WHAT YOU HAVE TO DO:
The lines to copy are those in the records below that hold the word "Debug".

____ TASK DATA

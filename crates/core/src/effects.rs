//! Short-lived visual effects.
//!
//! Effects are plain time-stamped records. The simulation only appends them;
//! a renderer polls [`EffectQueue::active`] each frame and the queue is
//! pruned by elapsed time. Nothing here feeds back into the simulation.

use glam::Vec3;
use serde::{Deserialize, Serialize};

#[derive(Debug, Clone, Copy, PartialEq, Eq, Serialize, Deserialize)]
pub enum EffectKind {
    /// Impact spark where a shot connected.
    Spark,
    /// Combo counter pop-up for the given streak.
    ComboBurst(u32),
    /// "LEVEL n" banner.
    LevelBanner(u32),
    /// Title card shown at game start.
    Logo,
}

impl EffectKind {
    pub fn lifetime_ms(self) -> u64 {
        match self {
            EffectKind::Spark => 300,
            EffectKind::ComboBurst(_) => 600,
            EffectKind::LevelBanner(_) => 2500,
            EffectKind::Logo => 3000,
        }
    }
}

#[derive(Debug, Clone, Copy, PartialEq, Serialize, Deserialize)]
pub struct Effect {
    pub kind: EffectKind,
    pub position: Vec3,
    pub spawned_at_ms: u64,
    pub lifetime_ms: u64,
}

impl Effect {
    /// Fraction of the lifetime elapsed at `now_ms`, clamped to [0, 1].
    pub fn progress(&self, now_ms: u64) -> f32 {
        if self.lifetime_ms == 0 {
            return 1.0;
        }
        let elapsed = now_ms.saturating_sub(self.spawned_at_ms);
        (elapsed as f32 / self.lifetime_ms as f32).min(1.0)
    }

    pub fn is_expired(&self, now_ms: u64) -> bool {
        now_ms.saturating_sub(self.spawned_at_ms) >= self.lifetime_ms
    }
}

#[derive(Debug, Clone, Default)]
pub struct EffectQueue {
    effects: Vec<Effect>,
}

impl EffectQueue {
    pub fn new() -> Self {
        Self::default()
    }

    pub fn spawn(&mut self, kind: EffectKind, position: Vec3, now_ms: u64) {
        self.effects.push(Effect {
            kind,
            position,
            spawned_at_ms: now_ms,
            lifetime_ms: kind.lifetime_ms(),
        });
    }

    /// Live effects with their progress at `now_ms`.
    pub fn active(&self, now_ms: u64) -> impl Iterator<Item = (&Effect, f32)> + '_ {
        self.effects
            .iter()
            .filter(move |e| !e.is_expired(now_ms))
            .map(move |e| (e, e.progress(now_ms)))
    }

    /// Drop everything whose lifetime has run out.
    pub fn prune(&mut self, now_ms: u64) {
        self.effects.retain(|e| !e.is_expired(now_ms));
    }

    pub fn clear(&mut self) {
        self.effects.clear();
    }

    pub fn len(&self) -> usize {
        self.effects.len()
    }

    pub fn is_empty(&self) -> bool {
        self.effects.is_empty()
    }
}

#[cfg(test)]
mod tests {
    use super::*;
    use approx::assert_relative_eq;

    #[test]
    fn progress_runs_zero_to_one() {
        let mut queue = EffectQueue::new();
        queue.spawn(EffectKind::Spark, Vec3::ZERO, 1_000);

        let (_, p) = queue.active(1_000).next().unwrap();
        assert_relative_eq!(p, 0.0);
        let (_, p) = queue.active(1_150).next().unwrap();
        assert_relative_eq!(p, 0.5);
        assert!(queue.active(1_300).next().is_none());
    }

    #[test]
    fn prune_keeps_live_effects() {
        let mut queue = EffectQueue::new();
        queue.spawn(EffectKind::Spark, Vec3::ZERO, 0);
        queue.spawn(EffectKind::LevelBanner(2), Vec3::ZERO, 0);
        queue.spawn(EffectKind::ComboBurst(3), Vec3::ONE, 100);

        queue.prune(650);
        let kinds: Vec<_> = queue.active(650).map(|(e, _)| e.kind).collect();
        assert_eq!(kinds, vec![EffectKind::LevelBanner(2), EffectKind::ComboBurst(3)]);

        queue.prune(2_500);
        assert!(queue.is_empty());
    }
}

________

FINISHED EXERCISE:
#[derive(Debug, Clone, Copy, PartialEq, Eq, Serialize, Deserialize)]
#[derive(Debug, Clone, Copy, PartialEq, Serialize, Deserialize)]
#[derive(Debug, Clone, Default)]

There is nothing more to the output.